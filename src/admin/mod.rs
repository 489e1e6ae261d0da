//! Admin API for runtime reconfiguration.
//!
//! Every route, including handlers registered through
//! [`ProxyCore::add_dynamic_director`], sits behind bearer-key auth.

pub mod auth;
pub mod handlers;

use std::sync::Arc;
use std::time::Instant;

use axum::{
    middleware,
    routing::{get, put},
    Router,
};

use self::auth::admin_auth_middleware;
use self::handlers::*;
use crate::http::proxy::ProxyCore;
use crate::security::rate_limit::GroupRateLimiter;

/// State shared by admin handlers.
#[derive(Clone)]
pub struct AdminState {
    pub core: Arc<ProxyCore>,
    pub limiter: Arc<GroupRateLimiter>,
    pub api_key: Arc<str>,
    pub started: Instant,
}

impl AdminState {
    pub fn new(core: Arc<ProxyCore>, limiter: Arc<GroupRateLimiter>, api_key: &str) -> Self {
        Self {
            core,
            limiter,
            api_key: Arc::from(api_key),
            started: Instant::now(),
        }
    }
}

pub fn setup_admin_router(state: AdminState) -> Router {
    Router::new()
        .route("/admin/status", get(get_status))
        .route("/admin/ratelimit/groups", get(list_groups))
        .route("/admin/ratelimit/groups/{id}", put(set_group).delete(delete_group))
        .fallback(dynamic_dispatch)
        .layer(middleware::from_fn_with_state(state.clone(), admin_auth_middleware))
        .with_state(state)
}
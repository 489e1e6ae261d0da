//! Upstream transport.
//!
//! # Responsibilities
//! - Send a fully directed request to its upstream and return the response
//! - Bound every upstream call by the configured timeout
//! - Apply forwarding hygiene (hop-by-hop headers, X-Forwarded-For)
//!
//! # Design Decisions
//! - Transport errors are passed through, never retried
//! - Bodies are streamed in both directions, never buffered

use std::net::SocketAddr;
use std::time::Duration;

use async_trait::async_trait;
use axum::body::Body;
use axum::extract::ConnectInfo;
use axum::http::{Request, Response};
use hyper::body::Incoming;
use hyper_util::{
    client::legacy::{connect::HttpConnector, Client},
    rt::TokioExecutor,
};

use crate::error::{ProxyError, ProxyResult};
use crate::security::headers::{append_forwarded_for, strip_hop_by_hop};

/// Sends requests upstream.
#[async_trait]
pub trait Transport: Send + Sync {
    async fn round_trip(&self, request: Request<Body>) -> ProxyResult<Response<Body>>;
}

/// Transport backed by the pooled hyper client.
#[derive(Clone)]
pub struct HyperTransport {
    client: Client<HttpConnector, Body>,
    timeout: Duration,
}

impl HyperTransport {
    pub fn new(timeout: Duration) -> Self {
        let client = Client::builder(TokioExecutor::new()).build(HttpConnector::new());
        Self { client, timeout }
    }
}

#[async_trait]
impl Transport for HyperTransport {
    async fn round_trip(&self, mut request: Request<Body>) -> ProxyResult<Response<Body>> {
        if request.uri().authority().is_none() {
            return Err(ProxyError::InvalidTarget(format!(
                "request for {} has no upstream host",
                request.uri()
            )));
        }

        let client_addr = request
            .extensions()
            .get::<ConnectInfo<SocketAddr>>()
            .map(|info| info.0.ip());
        let headers = request.headers_mut();
        strip_hop_by_hop(headers);
        if let Some(ip) = client_addr {
            append_forwarded_for(headers, ip);
        }

        let uri = request.uri().clone();
        tracing::debug!(upstream = %uri, method = %request.method(), "Forwarding request");

        let pending = self.client.request(request);
        let response: Response<Incoming> = match tokio::time::timeout(self.timeout, pending).await {
            Ok(Ok(response)) => response,
            Ok(Err(e)) => {
                tracing::warn!(upstream = %uri, error = %e, "Upstream error");
                return Err(ProxyError::Upstream(Box::new(e)));
            }
            Err(_) => {
                tracing::warn!(upstream = %uri, timeout = ?self.timeout, "Upstream timed out");
                return Err(ProxyError::UpstreamTimeout(self.timeout));
            }
        };

        let (mut parts, body) = response.into_parts();
        strip_hop_by_hop(&mut parts.headers);
        Ok(Response::from_parts(parts, Body::new(body)))
    }
}
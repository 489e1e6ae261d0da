//! Per-identity token bucket rate limiting.
//!
//! # Responsibilities
//! - Track one bucket per client identity (burst capacity, sustained rate)
//! - Delay callers until their identity has a token available
//! - Forget identities that stay idle for the expiration period
//! - Group limiters under names so groups can have different policies
//!
//! # Design Decisions
//! - Buckets refill arithmetically on access; no task per identity
//! - A caller reserves its token up front and sleeps until it is due,
//!   so concurrent callers of one identity queue in arrival order
//! - No caller waits longer than the expiration period
//! - Idle buckets are swept opportunistically, at most once per expiration

use std::collections::HashMap;
use std::sync::{Arc, Mutex, PoisonError, RwLock};
use std::time::Duration;

use dashmap::DashMap;
use serde::{Deserialize, Serialize};
use tokio::time::Instant;

use crate::error::{ProxyError, ProxyResult};

/// Limits applied to every identity of a limiter.
#[derive(Debug, Clone, Copy, PartialEq, Eq)]
pub struct RateLimitPolicy {
    /// Idle time after which an identity's state is dropped.
    pub expiration: Duration,
    /// Sustained requests per second.
    pub max_rps: u32,
    /// Requests allowed back to back before throttling starts.
    pub burst: u32,
}

impl RateLimitPolicy {
    pub fn new(expiration: Duration, max_rps: u32, burst: u32) -> ProxyResult<Self> {
        let policy = Self {
            expiration,
            max_rps,
            burst,
        };
        policy.validate()?;
        Ok(policy)
    }

    pub fn validate(&self) -> ProxyResult<()> {
        if self.max_rps == 0 {
            return Err(ProxyError::Construction("max_rps must be greater than zero".into()));
        }
        if self.burst == 0 {
            return Err(ProxyError::Construction("burst must be greater than zero".into()));
        }
        if self.expiration.is_zero() {
            return Err(ProxyError::Construction("expiration must be greater than zero".into()));
        }
        Ok(())
    }

    /// Time between two token refills (`1000 / max_rps` ms).
    pub fn refill_interval(&self) -> Duration {
        Duration::from_nanos(1_000_000_000 / u64::from(self.max_rps))
    }
}

/// How a `limit` call was admitted.
#[derive(Debug, Clone, Copy, PartialEq, Eq)]
pub enum LimitOutcome {
    /// A token was available immediately.
    Passed,
    /// The caller waited for a token.
    Throttled(Duration),
    /// The wait hit the expiration bound and the caller was let through.
    TimedOut(Duration),
}

#[derive(Debug)]
struct ClientBucket {
    tokens: f64,
    last_refill: Instant,
    /// When the most recent caller was (or will be) let through.
    last_drain: Instant,
}

impl ClientBucket {
    fn full(capacity: u32, now: Instant) -> Self {
        Self {
            tokens: f64::from(capacity),
            last_refill: now,
            last_drain: now,
        }
    }

    fn refill(&mut self, now: Instant, interval: Duration, capacity: u32) {
        let elapsed = now.saturating_duration_since(self.last_refill);
        self.tokens = (self.tokens + elapsed.as_secs_f64() / interval.as_secs_f64())
            .min(f64::from(capacity));
        self.last_refill = now;
    }

    fn is_idle(&self, now: Instant, expiration: Duration) -> bool {
        now.saturating_duration_since(self.last_drain) >= expiration
    }
}

/// Token bucket limiter keyed by an opaque client identity.
#[derive(Debug)]
pub struct IdentityRateLimiter {
    policy: RateLimitPolicy,
    interval: Duration,
    clients: DashMap<String, ClientBucket>,
    last_sweep: Mutex<Instant>,
}

impl IdentityRateLimiter {
    pub fn new(policy: RateLimitPolicy) -> ProxyResult<Self> {
        policy.validate()?;
        Ok(Self {
            interval: policy.refill_interval(),
            policy,
            clients: DashMap::new(),
            last_sweep: Mutex::new(Instant::now()),
        })
    }

    pub fn policy(&self) -> &RateLimitPolicy {
        &self.policy
    }

    /// Number of identities currently tracked.
    pub fn tracked_identities(&self) -> usize {
        self.clients.len()
    }

    /// Wait until `identity` may proceed.
    pub async fn limit(&self, identity: &str) -> LimitOutcome {
        let delay = self.reserve(identity);
        if delay.is_zero() {
            return LimitOutcome::Passed;
        }

        if delay >= self.policy.expiration {
            tokio::time::sleep(self.policy.expiration).await;
            tracing::warn!(
                identity = %identity,
                waited = ?self.policy.expiration,
                "Rate limit wait capped at expiration"
            );
            return LimitOutcome::TimedOut(self.policy.expiration);
        }

        tracing::debug!(identity = %identity, delay = ?delay, "Rate limited");
        tokio::time::sleep(delay).await;
        LimitOutcome::Throttled(delay)
    }

    /// Take one token for `identity` and return how long until it is due.
    fn reserve(&self, identity: &str) -> Duration {
        let now = Instant::now();
        self.sweep(now);

        let mut bucket = self
            .clients
            .entry(identity.to_string())
            .or_insert_with(|| ClientBucket::full(self.policy.burst, now));

        if bucket.is_idle(now, self.policy.expiration) {
            *bucket = ClientBucket::full(self.policy.burst, now);
        }
        bucket.refill(now, self.interval, self.policy.burst);
        bucket.tokens -= 1.0;

        let delay = if bucket.tokens >= 0.0 {
            Duration::ZERO
        } else {
            self.interval.mul_f64(-bucket.tokens)
        };

        // A caller that will time out never receives its token.
        if delay >= self.policy.expiration {
            bucket.tokens += 1.0;
            bucket.last_drain = bucket.last_drain.max(now);
        } else {
            bucket.last_drain = now + delay;
        }
        delay
    }

    /// Drop buckets idle for longer than the expiration period.
    fn sweep(&self, now: Instant) {
        let Ok(mut last_sweep) = self.last_sweep.try_lock() else {
            return;
        };
        if now.saturating_duration_since(*last_sweep) < self.policy.expiration {
            return;
        }
        *last_sweep = now;

        let expiration = self.policy.expiration;
        let before = self.clients.len();
        self.clients.retain(|_, bucket| !bucket.is_idle(now, expiration));
        let removed = before.saturating_sub(self.clients.len());
        if removed > 0 {
            tracing::debug!(removed, "Expired idle rate limit buckets");
        }
    }
}

/// What to do when `limit` names a group that does not exist.
#[derive(Debug, Clone, Copy, Default, PartialEq, Eq, Serialize, Deserialize)]
#[serde(rename_all = "lowercase")]
pub enum UnknownGroupPolicy {
    /// Let the caller through unthrottled.
    #[default]
    Allow,
    /// Reject the caller with [`ProxyError::UnknownRateLimitGroup`].
    Deny,
}

/// Named collection of identity limiters, one per policy group.
#[derive(Debug, Default)]
pub struct GroupRateLimiter {
    groups: RwLock<HashMap<String, Arc<IdentityRateLimiter>>>,
    unknown: UnknownGroupPolicy,
}

impl GroupRateLimiter {
    /// A limiter without groups.
    pub fn new(unknown: UnknownGroupPolicy) -> Self {
        Self {
            groups: RwLock::new(HashMap::new()),
            unknown,
        }
    }

    pub fn unknown_group_policy(&self) -> UnknownGroupPolicy {
        self.unknown
    }

    /// Create or replace a group. Replacing drops all per-identity state.
    pub fn set_group(&self, group_id: impl Into<String>, policy: RateLimitPolicy) -> ProxyResult<()> {
        let limiter = Arc::new(IdentityRateLimiter::new(policy)?);
        let group_id = group_id.into();
        tracing::info!(
            group = %group_id,
            max_rps = policy.max_rps,
            burst = policy.burst,
            expiration = ?policy.expiration,
            "Rate limit group set"
        );
        self.groups
            .write()
            .unwrap_or_else(PoisonError::into_inner)
            .insert(group_id, limiter);
        Ok(())
    }

    /// Remove a group. Returns whether it existed.
    pub fn del_group(&self, group_id: &str) -> bool {
        let removed = self
            .groups
            .write()
            .unwrap_or_else(PoisonError::into_inner)
            .remove(group_id)
            .is_some();
        if removed {
            tracing::info!(group = %group_id, "Rate limit group removed");
        }
        removed
    }

    /// Policies of all configured groups, sorted by name.
    pub fn groups(&self) -> Vec<(String, RateLimitPolicy)> {
        let mut groups: Vec<_> = self
            .groups
            .read()
            .unwrap_or_else(PoisonError::into_inner)
            .iter()
            .map(|(name, limiter)| (name.clone(), *limiter.policy()))
            .collect();
        groups.sort_by(|a, b| a.0.cmp(&b.0));
        groups
    }

    pub fn group(&self, group_id: &str) -> Option<Arc<IdentityRateLimiter>> {
        self.groups
            .read()
            .unwrap_or_else(PoisonError::into_inner)
            .get(group_id)
            .cloned()
    }

    /// Wait until `identity` may proceed under `group_id`'s policy.
    pub async fn limit(&self, group_id: &str, identity: &str) -> ProxyResult<LimitOutcome> {
        match self.group(group_id) {
            Some(limiter) => Ok(limiter.limit(identity).await),
            None => match self.unknown {
                UnknownGroupPolicy::Allow => Ok(LimitOutcome::Passed),
                UnknownGroupPolicy::Deny => {
                    Err(ProxyError::UnknownRateLimitGroup(group_id.to_string()))
                }
            },
        }
    }
}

=====

The task:
Check each line of the entries above, and show every one holding the word "HttpConnector".

Result of the exercise:
    client::legacy::{connect::HttpConnector, Client},
    client: Client<HttpConnector, Body>,
        let client = Client::builder(TokioExecutor::new()).build(HttpConnector::new());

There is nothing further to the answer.